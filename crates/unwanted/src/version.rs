//! Version information for the unwanted CLI

use serde::{Deserialize, Serialize};

/// Version information
#[derive(Debug, Clone, Serialize, Deserialize)]
pub struct VersionInfo {
    /// Semantic version
    pub version: String,

    /// Git commit SHA (short)
    pub commit: Option<String>,

    /// Target triple
    pub target: Option<String>,
}

impl VersionInfo {
    /// Create version info for current build
    pub fn current() -> Self {
        Self {
            version: env!("CARGO_PKG_VERSION").to_string(),
            commit: option_env!("GIT_SHA").map(String::from),
            target: option_env!("TARGET").map(String::from),
        }
    }

    /// Format as display string
    pub fn display(&self) -> String {
        let mut parts = vec![format!("unwanted {}", self.version)];

        if let Some(commit) = &self.commit {
            parts.push(format!("({})", commit));
        }

        if let Some(target) = &self.target {
            parts.push(target.clone());
        }

        parts.join(" ")
    }
}

impl std::fmt::Display for VersionInfo {
    fn fmt(&self, f: &mut std::fmt::Formatter<'_>) -> std::fmt::Result {
        write!(f, "{}", self.display())
    }
}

- _WORK ORDER_:
From the first line to the last, copy the records exactly as they appear above.

- _RESPONSE AREA_:
filename crates/unwanted/src/version.rs
//! Version information for the unwanted CLI

use serde::{Deserialize, Serialize};

/// Version information
#[derive(Debug, Clone, Serialize, Deserialize)]
pub struct VersionInfo {
    /// Semantic version
    pub version: String,

    /// Git commit SHA (short)
    pub commit: Option<String>,

    /// Target triple
    pub target: Option<String>,
}

impl VersionInfo {
    /// Create version info for current build
    pub fn current() -> Self {
        Self {
            version: env!("CARGO_PKG_VERSION").to_string(),
            commit: option_env!("GIT_SHA").map(String::from),
            target: option_env!("TARGET").map(String::from),
        }
    }

    /// Format as display string
    pub fn display(&self) -> String {
        let mut parts = vec![format!("unwanted {}", self.version)];

        if let Some(commit) = &self.commit {
            parts.push(format!("({})", commit));
        }

        if let Some(target) = &self.target {
            parts.push(target.clone());
        }

        parts.join(" ")
    }
}

impl std::fmt::Display for VersionInfo {
    fn fmt(&self, f: &mut std::fmt::Formatter<'_>) -> std::fmt::Result {
        write!(f, "{}", self.display())
    }
}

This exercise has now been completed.